Esto es opinión. Supongamos que, en el mundo, aparecieran tres o cuatro firmas de contados países, proveedoras de la demanda de un servicio de imperiosa necesidad. Idealmente, todos los habitantes del planeta se hallarías dispuestos a consumirla. Los distintos Gobiernos instarían a sus súbditos para que se dispusieran a adquirir el nuevo servicio. Por tal mediación, los Gobiernos organizarían las respectivas compañías nacionales, dispuestas a llevar a cabo la distribución del nuevo servicio. Como es natural, tal mediación supondría pingües ingresos y “comisiones” para las dichas compañías nacionales. El beneficio sería colosal para las tres o cuatro firmas internacionales, las cuales alcanzarían un fabuloso incremento de sus acciones en las Bolsas.

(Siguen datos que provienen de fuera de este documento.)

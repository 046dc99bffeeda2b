//! Infrastructure layer - storage adapters

#[cfg(feature = "sqlite")]
pub mod sqlite;

#[cfg(feature = "sqlite")]
pub use sqlite::SqliteStateStore;
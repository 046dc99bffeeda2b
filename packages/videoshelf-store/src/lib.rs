//! Queue-state persistence for the videoshelf scheduler.
//!
//! The scheduler's crash-recovery contract only needs two operations from
//! durable storage: persist the flat task snapshot on shutdown, hand it back
//! on startup. This crate defines that port (`QueueStateStore`) and ships an
//! in-memory adapter plus a SQLite adapter (feature `sqlite`, on by
//! default).
//!
//! ## Usage
//!
//! ```rust,ignore
//! use videoshelf_store::{QueueStateStore, SqliteStateStore};
//!
//! let store = SqliteStateStore::open(data_dir.join("queue.db"))?;
//!
//! // startup
//! if let Some(snapshot) = store.load().await? {
//!     queue.restore_snapshot(snapshot); // resets processing orphans
//! }
//!
//! // shutdown
//! store.save(&queue.snapshot()).await?;
//! ```

pub mod domain;
pub mod error;

#[cfg(feature = "sqlite")]
pub mod infrastructure;

pub use domain::{MemoryStateStore, QueueStateStore};
pub use error::{ErrorKind, Result, StoreError};

#[cfg(feature = "sqlite")]
pub use infrastructure::SqliteStateStore;
//! Subject-availability collaborator.
//!
//! When a task's prerequisite type has no sibling task in the queue, the
//! scheduler asks the host whether the subject already possesses the artifact
//! that type would have produced (e.g. "does this video already have a
//! transcript?"). An unconfirmable artifact counts as unsatisfied.

use crate::task::TaskSubject;
use crate::task_type::TaskType;
use parking_lot::Mutex;
use std::collections::HashSet;

pub trait ArtifactProbe: Send + Sync {
    /// Whether `subject` already possesses the artifact `produced_by` would
    /// produce, independent of any task history.
    fn has_artifact(&self, subject: &TaskSubject, produced_by: TaskType) -> bool;
}

/// Probe for hosts that track nothing: every artifact reads as absent, so
/// prerequisites are only ever satisfied by completed sibling tasks.
pub struct NoArtifacts;

impl ArtifactProbe for NoArtifacts {
    fn has_artifact(&self, _subject: &TaskSubject, _produced_by: TaskType) -> bool {
        false
    }
}

/// In-memory artifact catalogue keyed by (subject, producing type).
///
/// Embedders record artifacts as the host catalogue learns about them
/// (import finished, transcript attached); the queue consults it during
/// readiness recomputation.
#[derive(Default)]
pub struct MemoryCatalog {
    artifacts: Mutex<HashSet<(TaskSubject, TaskType)>>,
}

impl MemoryCatalog {
    pub fn new() -> Self {
        Self::default()
    }

    pub fn record(&self, subject: TaskSubject, produced_by: TaskType) {
        self.artifacts.lock().insert((subject, produced_by));
    }

    pub fn forget(&self, subject: &TaskSubject, produced_by: TaskType) {
        self.artifacts.lock().remove(&(subject.clone(), produced_by));
    }
}

impl ArtifactProbe for MemoryCatalog {
    fn has_artifact(&self, subject: &TaskSubject, produced_by: TaskType) -> bool {
        self.artifacts
            .lock()
            .contains(&(subject.clone(), produced_by))
    }
}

El sistema descrito se puede aplicar a los ferrocarriles de la segunda mitad del siglo XIX. El nuevo servicio del transporte terrestre, de mercancías y viajeros, era una nueva demanda universal. En España, significó la fortuna, por ejemplo, del avispado marqués de Salamanca, asociado a las grandes firmas ferrocarrileras de Inglaterra y Francia.
Lo curioso es que el ejemplo de los ferrocarriles se queda corto al lado del que, ahora mismo, se plantea en todo el mundo. La nueva demanda universal es la de la vacuna contra el virus chino (hay otros “virus corona”, pero este es de efectos catastróficos). La demanda de la vacuna es de imperiosa necesidad. Los Gobiernos de todo el mundo la hacen, prácticamente, obligatoria. Las tres o cuatro firmas que pueden proveerla (instaladas en muy pocos países) cuentan con un inmenso poder de oligopolio. Yo lo llamo “farmapolio”. Dado que la vacuna se administra “gratis” para los usuarios, los costes los asumen los respectivos Gobiernos. Por tanto, los beneficios de las tres o cuatro firmas (laboratorios) son un inmenso “pelotazo” financiero.

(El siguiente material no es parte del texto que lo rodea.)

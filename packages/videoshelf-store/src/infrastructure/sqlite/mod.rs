//! SQLite adapter for `QueueStateStore`.
//!
//! One row per task; the `position` column preserves the queue's insertion
//! order (the FIFO tie-break depends on it). `save` replaces the whole
//! table in one transaction, so a partially-written snapshot is never
//! observable. An empty snapshot reads back as `None`, same as a store that
//! was never written.

use async_trait::async_trait;
use chrono::{DateTime, Utc};
use parking_lot::Mutex;
use rusqlite::{params, Connection};
use std::path::Path;
use tracing::debug;
use uuid::Uuid;
use videoshelf_scheduler::{QueueSnapshot, Task, TaskStatus, TaskType};

use crate::domain::QueueStateStore;
use crate::error::{Result, StoreError};

const SCHEMA: &str = "
CREATE TABLE IF NOT EXISTS queue_tasks (
    position        INTEGER PRIMARY KEY,
    id              TEXT NOT NULL UNIQUE,
    subject         TEXT NOT NULL,
    task_type       TEXT NOT NULL,
    status          TEXT NOT NULL,
    progress        REAL NOT NULL,
    status_message  TEXT,
    error_message   TEXT,
    created_at      TEXT NOT NULL,
    started_at      TEXT,
    completed_at    TEXT,
    force_reprocess INTEGER NOT NULL DEFAULT 0,
    follow_up       TEXT NOT NULL DEFAULT '[]',
    target_language TEXT
);
";

const INSERT: &str = "
INSERT INTO queue_tasks (
    position, id, subject, task_type, status, progress, status_message,
    error_message, created_at, started_at, completed_at, force_reprocess,
    follow_up, target_language
) VALUES (?1, ?2, ?3, ?4, ?5, ?6, ?7, ?8, ?9, ?10, ?11, ?12, ?13, ?14)
";

const SELECT: &str = "
SELECT id, subject, task_type, status, progress, status_message,
       error_message, created_at, started_at, completed_at, force_reprocess,
       follow_up, target_language
FROM queue_tasks
ORDER BY position
";

pub struct SqliteStateStore {
    conn: Mutex<Connection>,
}

impl SqliteStateStore {
    pub fn open(path: impl AsRef<Path>) -> Result<Self> {
        let conn = Connection::open(path)?;
        Self::with_connection(conn)
    }

    pub fn open_in_memory() -> Result<Self> {
        let conn = Connection::open_in_memory()?;
        Self::with_connection(conn)
    }

    fn with_connection(conn: Connection) -> Result<Self> {
        conn.execute_batch(SCHEMA)?;
        Ok(Self {
            conn: Mutex::new(conn),
        })
    }
}

#[async_trait]
impl QueueStateStore for SqliteStateStore {
    async fn save(&self, snapshot: &QueueSnapshot) -> Result<()> {
        let mut conn = self.conn.lock();
        let tx = conn.transaction()?;
        tx.execute("DELETE FROM queue_tasks", [])?;
        {
            let mut stmt = tx.prepare(INSERT)?;
            for (position, task) in snapshot.tasks.iter().enumerate() {
                stmt.execute(params![
                    position as i64,
                    task.id.to_string(),
                    serde_json::to_string(&task.subject)?,
                    task.task_type.as_str(),
                    task.status.as_str(),
                    task.progress as f64,
                    task.status_message,
                    task.error_message,
                    task.created_at,
                    task.started_at,
                    task.completed_at,
                    task.force_reprocess,
                    serde_json::to_string(&task.follow_up)?,
                    task.target_language,
                ])?;
            }
        }
        tx.commit()?;
        debug!("Persisted {} task(s)", snapshot.len());
        Ok(())
    }

    async fn load(&self) -> Result<Option<QueueSnapshot>> {
        let conn = self.conn.lock();
        let mut stmt = conn.prepare(SELECT)?;
        let rows = stmt.query_map([], |row| {
            Ok(TaskRow {
                id: row.get(0)?,
                subject: row.get(1)?,
                task_type: row.get(2)?,
                status: row.get(3)?,
                progress: row.get(4)?,
                status_message: row.get(5)?,
                error_message: row.get(6)?,
                created_at: row.get(7)?,
                started_at: row.get(8)?,
                completed_at: row.get(9)?,
                force_reprocess: row.get(10)?,
                follow_up: row.get(11)?,
                target_language: row.get(12)?,
            })
        })?;

        let mut tasks = Vec::new();
        for row in rows {
            tasks.push(row?.into_task()?);
        }
        if tasks.is_empty() {
            return Ok(None);
        }
        debug!("Loaded {} task(s)", tasks.len());
        Ok(Some(QueueSnapshot::new(tasks)))
    }

    async fn clear(&self) -> Result<()> {
        self.conn.lock().execute("DELETE FROM queue_tasks", [])?;
        Ok(())
    }
}

/// Raw column values, converted to a `Task` outside the rusqlite closure so
/// conversion failures surface as `StoreError`s rather than database errors.
struct TaskRow {
    id: String,
    subject: String,
    task_type: String,
    status: String,
    progress: f64,
    status_message: Option<String>,
    error_message: Option<String>,
    created_at: DateTime<Utc>,
    started_at: Option<DateTime<Utc>>,
    completed_at: Option<DateTime<Utc>>,
    force_reprocess: bool,
    follow_up: String,
    target_language: Option<String>,
}

impl TaskRow {
    fn into_task(self) -> Result<Task> {
        Ok(Task {
            id: Uuid::parse_str(&self.id)
                .map_err(|e| StoreError::serialization(format!("Invalid task id: {}", e)))?,
            subject: serde_json::from_str(&self.subject)?,
            task_type: TaskType::from_str(&self.task_type)
                .map_err(|e| StoreError::serialization(e.to_string()))?,
            status: TaskStatus::from_str(&self.status)
                .map_err(|e| StoreError::serialization(e.to_string()))?,
            progress: self.progress as f32,
            status_message: self.status_message,
            error_message: self.error_message,
            created_at: self.created_at,
            started_at: self.started_at,
            completed_at: self.completed_at,
            force_reprocess: self.force_reprocess,
            follow_up: serde_json::from_str(&self.follow_up)?,
            target_language: self.target_language,
        })
    }
}

#[cfg(test)]
mod tests {
    use super::*;
    use tempfile::TempDir;
    use videoshelf_scheduler::TaskSubject;

    fn sample_snapshot() -> QueueSnapshot {
        let subject = TaskSubject::Video(Uuid::new_v4());

        let mut completed = Task::new(subject.clone(), TaskType::Download);
        completed.mark_started();
        completed.mark_completed();

        let mut failed = Task::new(subject.clone(), TaskType::Transcribe)
            .with_follow_up(vec![TaskType::Translate])
            .with_target_language("ko-KR");
        failed.mark_started();
        failed.update_progress(0.4, Some("Transcribing audio"));
        failed.mark_failed("speech service unavailable");

        let mut waiting = Task::new(subject, TaskType::Summarize);
        waiting.mark_waiting();

        let import = Task::new(
            TaskSubject::Source("/media/inbox/holiday.mp4".into()),
            TaskType::Import,
        )
        .with_force_reprocess();

        QueueSnapshot::new(vec![completed, failed, waiting, import])
    }

    #[tokio::test]
    async fn test_sqlite_roundtrip() {
        let store = SqliteStateStore::open_in_memory().unwrap();
        assert!(store.load().await.unwrap().is_none());

        let snapshot = sample_snapshot();
        store.save(&snapshot).await.unwrap();

        let loaded = store.load().await.unwrap().unwrap();
        assert_eq!(loaded, snapshot);
    }

    #[tokio::test]
    async fn test_save_replaces_previous_snapshot() {
        let store = SqliteStateStore::open_in_memory().unwrap();
        store.save(&sample_snapshot()).await.unwrap();

        let replacement = QueueSnapshot::new(vec![Task::new(
            TaskSubject::Video(Uuid::new_v4()),
            TaskType::Thumbnail,
        )]);
        store.save(&replacement).await.unwrap();

        let loaded = store.load().await.unwrap().unwrap();
        assert_eq!(loaded, replacement);
    }

    #[tokio::test]
    async fn test_clear_leaves_nothing_to_load() {
        let store = SqliteStateStore::open_in_memory().unwrap();
        store.save(&sample_snapshot()).await.unwrap();
        store.clear().await.unwrap();
        assert!(store.load().await.unwrap().is_none());
    }

    #[tokio::test]
    async fn test_reopen_reads_persisted_state() {
        let dir = TempDir::new().unwrap();
        let path = dir.path().join("queue.db");

        let snapshot = sample_snapshot();
        {
            let store = SqliteStateStore::open(&path).unwrap();
            store.save(&snapshot).await.unwrap();
        }

        let store = SqliteStateStore::open(&path).unwrap();
        let loaded = store.load().await.unwrap().unwrap();
        assert_eq!(loaded, snapshot);
        assert_eq!(loaded.tasks[1].error_message.as_deref(), Some("speech service unavailable"));
    }
}
//! Durable representation of the queue's task list.
//!
//! The snapshot is a flat, order-preserving list; in-flight bookkeeping and
//! the paused flag are deliberately not persisted. Restoring treats any task
//! found `processing` as an orphan of an unclean shutdown (see
//! `TaskQueue::restore_snapshot`).

use crate::error::{Result, SchedulerError};
use crate::task::Task;
use serde::{Deserialize, Serialize};

#[derive(Debug, Clone, PartialEq, Serialize, Deserialize)]
pub struct QueueSnapshot {
    pub tasks: Vec<Task>,
}

impl QueueSnapshot {
    pub fn new(tasks: Vec<Task>) -> Self {
        Self { tasks }
    }

    pub fn len(&self) -> usize {
        self.tasks.len()
    }

    pub fn is_empty(&self) -> bool {
        self.tasks.is_empty()
    }

    pub fn to_bytes(&self) -> Result<Vec<u8>> {
        serde_json::to_vec(self).map_err(SchedulerError::serialization)
    }

    pub fn from_bytes(bytes: &[u8]) -> Result<Self> {
        serde_json::from_slice(bytes).map_err(SchedulerError::serialization)
    }
}

#[cfg(test)]
mod tests {
    use super::*;
    use crate::task::TaskSubject;
    use crate::task_type::TaskType;
    use uuid::Uuid;

    #[test]
    fn test_snapshot_roundtrip() {
        let subject = TaskSubject::Video(Uuid::new_v4());
        let mut failed = Task::new(subject.clone(), TaskType::Transcribe);
        failed.mark_started();
        failed.mark_failed("no audio track");

        let snapshot = QueueSnapshot::new(vec![
            Task::new(subject.clone(), TaskType::Download),
            failed,
            Task::new(subject, TaskType::Translate).with_target_language("fr-FR"),
        ]);

        let bytes = snapshot.to_bytes().unwrap();
        let restored = QueueSnapshot::from_bytes(&bytes).unwrap();
        assert_eq!(restored, snapshot);
    }

    #[test]
    fn test_from_bytes_rejects_garbage() {
        assert!(QueueSnapshot::from_bytes(b"not a snapshot").is_err());
    }
}
use thiserror::Error;

use crate::task_type::TaskType;

pub type Result<T> = std::result::Result<T, SchedulerError>;

#[derive(Error, Debug)]
pub enum SchedulerError {
    #[error("Serialization error: {0}")]
    Serialization(String),

    #[error("Parse error: {0}")]
    Parse(String),

    #[error("No handler registered for task type: {0}")]
    HandlerMissing(TaskType),

    #[error("IO error: {0}")]
    Io(#[from] std::io::Error),

    #[error(transparent)]
    Other(#[from] anyhow::Error),
}

impl SchedulerError {
    pub fn serialization<E: std::fmt::Display>(e: E) -> Self {
        Self::Serialization(e.to_string())
    }

    pub fn parse<E: std::fmt::Display>(e: E) -> Self {
        Self::Parse(e.to_string())
    }
}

Se comprende la carrera desenfrenada para ser los primeros en poner las vacunas en el mercado. Hay docenas de laboratorios, ensayando sus respectivas vacunas. Entra dentro de lo posible que la epidemia china se disuelva por sí misma antes de que se haya vacunado el grueso de la población mundial. A los distintos Gobiernos les interesa generalizar, cuanto antes, la distribución de las taumatúrgicas vacunas. Emplearán todos los medios para hacerla, prácticamente, obligatoria a través de la persuasión y para que quede la impresión de que es gratuita. En los respectivos presupuestos de los Estados se oculta, cuidadosamente, el coste de la operación, incluidas las eventuales “comisiones” para los intermediarios.

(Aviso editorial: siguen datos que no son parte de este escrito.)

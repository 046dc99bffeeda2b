//! Domain layer: the queue-state persistence port.
//!
//! The scheduler treats durable storage as an external collaborator: it
//! hands over its flat, order-preserving task snapshot on shutdown and asks
//! for it back on startup. Crash handling (resetting tasks that were
//! processing) is the scheduler's job, not the store's — an adapter only
//! has to preserve the list faithfully, including insertion order.
//!
//! # Port Trait
//!
//! - `QueueStateStore`: primary storage abstraction
//!
//! # Adapters
//!
//! - `MemoryStateStore` (here): in-process, for tests and ephemeral hosts
//! - `SqliteStateStore` (infrastructure): durable, one row per task

use async_trait::async_trait;
use parking_lot::Mutex;
use videoshelf_scheduler::QueueSnapshot;

use crate::Result;

/// Storage abstraction for the scheduler's task snapshot.
///
/// ```rust,ignore
/// async fn shutdown(queue: &TaskQueue, store: &impl QueueStateStore) -> Result<()> {
///     store.save(&queue.snapshot()).await
/// }
///
/// async fn startup(queue: &mut TaskQueue, store: &impl QueueStateStore) -> Result<()> {
///     if let Some(snapshot) = store.load().await? {
///         queue.restore_snapshot(snapshot);
///     }
///     Ok(())
/// }
/// ```
#[async_trait]
pub trait QueueStateStore: Send + Sync {
    /// Persist a snapshot, replacing whatever was stored before.
    async fn save(&self, snapshot: &QueueSnapshot) -> Result<()>;

    /// Load the last saved snapshot. `None` when nothing has been stored
    /// (or the store was cleared).
    async fn load(&self) -> Result<Option<QueueSnapshot>>;

    /// Drop the stored snapshot.
    async fn clear(&self) -> Result<()>;
}

/// In-memory adapter for tests and hosts without durable state.
#[derive(Default)]
pub struct MemoryStateStore {
    inner: Mutex<Option<QueueSnapshot>>,
}

impl MemoryStateStore {
    pub fn new() -> Self {
        Self::default()
    }
}

#[async_trait]
impl QueueStateStore for MemoryStateStore {
    async fn save(&self, snapshot: &QueueSnapshot) -> Result<()> {
        *self.inner.lock() = Some(snapshot.clone());
        Ok(())
    }

    async fn load(&self) -> Result<Option<QueueSnapshot>> {
        Ok(self.inner.lock().clone())
    }

    async fn clear(&self) -> Result<()> {
        *self.inner.lock() = None;
        Ok(())
    }
}

#[cfg(test)]
mod tests {
    use super::*;
    use uuid::Uuid;
    use videoshelf_scheduler::{Task, TaskSubject, TaskType};

    #[tokio::test]
    async fn test_memory_store_roundtrip() {
        let store = MemoryStateStore::new();
        assert!(store.load().await.unwrap().is_none());

        let snapshot = QueueSnapshot::new(vec![Task::new(
            TaskSubject::Video(Uuid::new_v4()),
            TaskType::Download,
        )]);
        store.save(&snapshot).await.unwrap();

        let loaded = store.load().await.unwrap().unwrap();
        assert_eq!(loaded, snapshot);
    }

    #[tokio::test]
    async fn test_memory_store_clear() {
        let store = MemoryStateStore::new();
        let snapshot = QueueSnapshot::new(vec![Task::new(
            TaskSubject::Source("/media/inbox/clip.mp4".into()),
            TaskType::Import,
        )]);
        store.save(&snapshot).await.unwrap();
        store.clear().await.unwrap();
        assert!(store.load().await.unwrap().is_none());
    }
}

Esto es información. Tal es la carrera por llegar lo antes posible al suculento mercado de las vacunas, que las empresas implicadas quiebran una regla de oro de la industria farmacéutica. A saber: ”antes de que se pueda prescribir un nuevo fármaco, hay que probarlo con el acostumbrado rigor científico”.
Un comité de catedráticos de Salud Pública y Epidemiología de distintos países (Reino Unido, Israel, Emiratos Árabes Unidos, España) acaban de publicar un manifiesto. (El representante español es José María Martín Moreno, catedrático de Salud Pública de la Universidad de Valencia, España). Exponen que se ha roto la tradición de publicar los datos de los ensayos clínicos de las nuevas vacunas en las revistas científicas internacionales de reconocido prestigio. Son, básicamente, norteamericanas y británicas. No es de recibo sustituir esa tradición por “notas de prensa” de los respectivos laboratorios. Tal alternativa más parece una manifestación de propaganda comercial con vistas a los resultados financieros.
Y, ahora, unas preguntas que surgen de la opinión pública. ¿Por qué se han lanzado al mercado, de manera harto precipitada, las vacunas antes de ser evaluadas por la comunidad científica? ¿Qué pasará si el efecto prometido de prevención de las vacunas es poco duradero y, al final, no se consigue detener la transmisión del virus? ¿Cuáles son los efectos secundarios de las vacunas? ¿Cómo es que los españoles, tan dispuestos a todo tipo de vacunas, esta vez sean tan reticentes? Y una curiosidad periodística: ¿cuál es, ahora, el equivalente del marqués de Salamanca?